Michael David (American, b. 1954)
Warsaw, 1980
- Pigment and wax on Masonite
- 63 x 63 in. (160 x 160 cm)
- The Jewish Museum, New York
- Gift of Lenore B. Lippert and Barbara E. Lippert in memory of Michael Myron Lippert, 1986-92
On view
David explains how he came to use this symbol:
"In 1979 I started a series of paintings called "Symbols." They were an attempt to expand the Minimalist language, and its strict concerns with process and the use of materials--by including subject matter such as history, politics, and religion.
I tried to expand the rectangle as a way to open the imagery. Limitations in craftsmanship forced me to work only with right angles; that led me to the cross, which became an immediate bridge to the religious, political, and historical.... I did two swastika paintings--a small, blood red molten-surfaced piece called Never Again and a gray flesh-colored painting called The Golem. The images were painful and difficult, and were misunderstood. Very few could get past the immediate revulsion of the Nazi connotations to allow for any continued reading of these multilayered statements. I tried to clarify my views on the Holocaust by creating Warsaw, a Star of David that referred to the yellow star Polish Jews were forced to wear in the ghetto, and Missing in Action (another Star of David) with its fields of molten flesh in red and blue."

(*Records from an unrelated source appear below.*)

use anyhow::{Result, bail};

/// What an attribute carries, inferred from its name.
#[derive(Debug, Clone, Copy, PartialEq, Eq, Hash)]
pub enum AttributeUsage {
    Position,
    TexCoord,
    Normal,
    Tangent,
    Bitangent,
    Color,
    ModelMatrix,
    NodeId,
    MaterialId,
    Custom,
}

impl AttributeUsage {
    /// `name` is the capitalized logical name, without the `a_` prefix.
    pub fn infer(name: &str) -> Self {
        let lower = name.to_ascii_lowercase();
        match lower.as_str() {
            "position" => AttributeUsage::Position,
            "normal" => AttributeUsage::Normal,
            "tangent" => AttributeUsage::Tangent,
            "bitangent" => AttributeUsage::Bitangent,
            "color" => AttributeUsage::Color,
            "model" => AttributeUsage::ModelMatrix,
            "nodeid" => AttributeUsage::NodeId,
            "materialid" => AttributeUsage::MaterialId,
            _ if lower.starts_with("uv") || lower.starts_with("texcoord") => AttributeUsage::TexCoord,
            _ => AttributeUsage::Custom,
        }
    }

    /// Declared types accepted for this usage; `None` means the generic table applies.
    pub fn allowed_types(self) -> Option<&'static [&'static str]> {
        match self {
            AttributeUsage::Position => Some(&["int", "vec2", "vec3", "vec4"]),
            AttributeUsage::TexCoord => Some(&["int", "vec2", "vec3"]),
            AttributeUsage::Normal | AttributeUsage::Tangent | AttributeUsage::Bitangent => Some(&["vec3"]),
            AttributeUsage::Color => Some(&["vec4", "vec4b"]),
            AttributeUsage::ModelMatrix => Some(&["mat4"]),
            AttributeUsage::NodeId | AttributeUsage::MaterialId => Some(&["int", "uint"]),
            AttributeUsage::Custom => None,
        }
    }

    /// Type assumed when a varying of this usage is only known by name.
    pub fn default_type(self) -> Option<&'static str> {
        match self {
            AttributeUsage::Position | AttributeUsage::Normal | AttributeUsage::Tangent | AttributeUsage::Bitangent => {
                Some("vec3")
            }
            AttributeUsage::TexCoord => Some("vec2"),
            AttributeUsage::Color => Some("vec4"),
            AttributeUsage::ModelMatrix => Some("mat4"),
            AttributeUsage::NodeId | AttributeUsage::MaterialId => Some("int"),
            AttributeUsage::Custom => None,
        }
    }
}

#[derive(Debug, Clone, Copy, PartialEq, Eq, Hash)]
pub enum ComponentType {
    Float,
    Int,
    UInt,
    Short,
    UShort,
    Byte,
    UByte,
}

impl ComponentType {
    pub fn size(self) -> u32 {
        match self {
            ComponentType::Float | ComponentType::Int | ComponentType::UInt => 4,
            ComponentType::Short | ComponentType::UShort => 2,
            ComponentType::Byte | ComponentType::UByte => 1,
        }
    }
}

#[derive(Debug, Clone, PartialEq, Eq)]
pub struct Attribute {
    pub usage: AttributeUsage,
    pub name: String,
    pub component_type: ComponentType,
    /// GLSL type the shader sees (`vec4` for a `vec4b` manifest attribute).
    pub declared_type: String,
    pub component_count: u32,
    pub normalized: bool,
    pub divisor: u32,
    /// Byte offset inside the stream, unset until the stream is laid out.
    pub offset: Option<u32>,
}

impl Attribute {
    pub fn size(&self) -> u32 {
        self.component_count * self.component_type.size()
    }

    /// Builds an attribute for `name` declared as `ty`, enforcing the usage table.
    pub fn infer(name: &str, ty: &str, divisor: u32) -> Result<Self> {
        let usage = AttributeUsage::infer(name);
        if let Some(allowed) = usage.allowed_types() {
            if !allowed.contains(&ty) {
                bail!(
                    "attribute \"{name}\" is inferred as {usage:?} and must be one of {allowed:?}, got \"{ty}\""
                );
            }
        }
        let (component_type, component_count, normalized, declared_type) = match (usage, ty) {
            (AttributeUsage::Position, "int") => (ComponentType::Int, 1, false, "int"),
            (AttributeUsage::Position, t) => {
                let n = vector_width(t).unwrap_or(3);
                (ComponentType::Float, n.min(3), false, t)
            }
            (AttributeUsage::TexCoord, "vec2") => (ComponentType::UShort, 2, true, "vec2"),
            (AttributeUsage::TexCoord, "vec3") => (ComponentType::Float, 3, false, "vec3"),
            (AttributeUsage::TexCoord, _) => (ComponentType::Int, 1, false, "int"),
            (AttributeUsage::Color, _) => (ComponentType::UByte, 4, true, "vec4"),
            (AttributeUsage::NodeId | AttributeUsage::MaterialId, "uint") => (ComponentType::UInt, 1, false, "uint"),
            (AttributeUsage::NodeId | AttributeUsage::MaterialId, _) => (ComponentType::Int, 1, false, "int"),
            (_, t) => return generic(usage, name, t, divisor),
        };
        Ok(Attribute {
            usage,
            name: name.to_string(),
            component_type,
            declared_type: declared_type.to_string(),
            component_count,
            normalized,
            divisor,
            offset: None,
        })
    }
}

fn vector_width(ty: &str) -> Option<u32> {
    let digit = ty.strip_prefix("vec").or_else(|| ty.strip_prefix("ivec")).or_else(|| ty.strip_prefix("uvec"))?;
    digit.parse().ok()
}

/// Generic manifest type table for attributes without a dedicated usage rule.
fn generic(usage: AttributeUsage, name: &str, ty: &str, divisor: u32) -> Result<Attribute> {
    let (component_type, component_count, normalized, declared_type) = match ty {
        "float" => (ComponentType::Float, 1, false, "float"),
        "vec2" | "vec3" | "vec4" => (ComponentType::Float, vector_width(ty).unwrap_or(4), false, ty),
        "int" => (ComponentType::Int, 1, false, "int"),
        "uint" => (ComponentType::UInt, 1, false, "uint"),
        "ivec2" | "ivec3" | "ivec4" => (ComponentType::Int, vector_width(ty).unwrap_or(4), false, ty),
        "uvec2" | "uvec3" | "uvec4" => (ComponentType::UInt, vector_width(ty).unwrap_or(4), false, ty),
        "uint8" => (ComponentType::UByte, 1, false, "uint"),
        "vec3b" => (ComponentType::UByte, 3, true, "vec3"),
        "vec4b" => (ComponentType::UByte, 4, true, "vec4"),
        "mat3" => (ComponentType::Float, 9, false, "mat3"),
        "mat4" => (ComponentType::Float, 16, false, "mat4"),
        other => bail!("unknown attribute type \"{other}\" for attribute \"{name}\""),
    };
    Ok(Attribute {
        usage,
        name: name.to_string(),
        component_type,
        declared_type: declared_type.to_string(),
        component_count,
        normalized,
        divisor,
        offset: None,
    })
}

/// The GLSL type a manifest attribute type is declared as in shader text.
pub fn glsl_type_of(manifest_type: &str) -> &str {
    match manifest_type {
        "uint8" => "uint",
        "vec3b" => "vec3",
        "vec4b" => "vec4",
        other => other,
    }
}

#[cfg(test)]
mod tests {
    use super::*;

    #[test]
    fn test_usage_inference() {
        assert_eq!(AttributeUsage::infer("TexCoordinate"), AttributeUsage::TexCoord);
        assert_eq!(AttributeUsage::infer("Uv1"), AttributeUsage::TexCoord);
        assert_eq!(AttributeUsage::infer("Model"), AttributeUsage::ModelMatrix);
        assert_eq!(AttributeUsage::infer("Weights"), AttributeUsage::Custom);
    }

    #[test]
    fn test_position_keeps_at_most_three_components() {
        let attr = Attribute::infer("Position", "vec4", 0).unwrap();
        assert_eq!(attr.component_count, 3);
        assert_eq!(attr.size(), 12);
        assert_eq!(attr.declared_type, "vec4");
    }

    #[test]
    fn test_tex_coord_is_normalized_ushort() {
        let attr = Attribute::infer("TexCoordinate", "vec2", 0).unwrap();
        assert_eq!(attr.component_type, ComponentType::UShort);
        assert!(attr.normalized);
        assert_eq!(attr.size(), 4);
    }

    #[test]
    fn test_color_accepts_byte_colors() {
        for ty in ["vec4", "vec4b"] {
            let attr = Attribute::infer("Color", ty, 0).unwrap();
            assert_eq!((attr.component_type, attr.component_count, attr.normalized), (ComponentType::UByte, 4, true));
            assert_eq!(attr.declared_type, "vec4");
        }
        assert!(Attribute::infer("Color", "vec3", 0).is_err());
    }

    #[test]
    fn test_usage_rejects_disallowed_types() {
        let err = Attribute::infer("TexCoordinate", "vec4", 0).unwrap_err();
        assert!(format!("{err:#}").contains("TexCoord"));
        let err = Attribute::infer("Model", "mat3", 1).unwrap_err();
        assert!(format!("{err:#}").contains("mat4"));
    }

    #[test]
    fn test_generic_table() {
        let attr = Attribute::infer("Tint", "vec4b", 0).unwrap();
        assert_eq!((attr.component_type, attr.component_count, attr.normalized), (ComponentType::UByte, 4, true));
        assert_eq!(attr.declared_type, "vec4");
        assert!(Attribute::infer("Weights", "dvec4", 0).is_err());
        assert_eq!(Attribute::infer("Model", "mat4", 1).unwrap().size(), 64);
    }
}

David's work carries powerful emotional associations. It challenges viewers to consider the various meanings of the star symbol. A six-pointed star can be a symbol of Nazi oppression or a symbol of Jewish pride. Is David's large, thickly textured, wax-and-paint star a memorial to those who suffered in the Warsaw Ghetto? Is it an attempt to reclaim a cultural symbol? Is it both?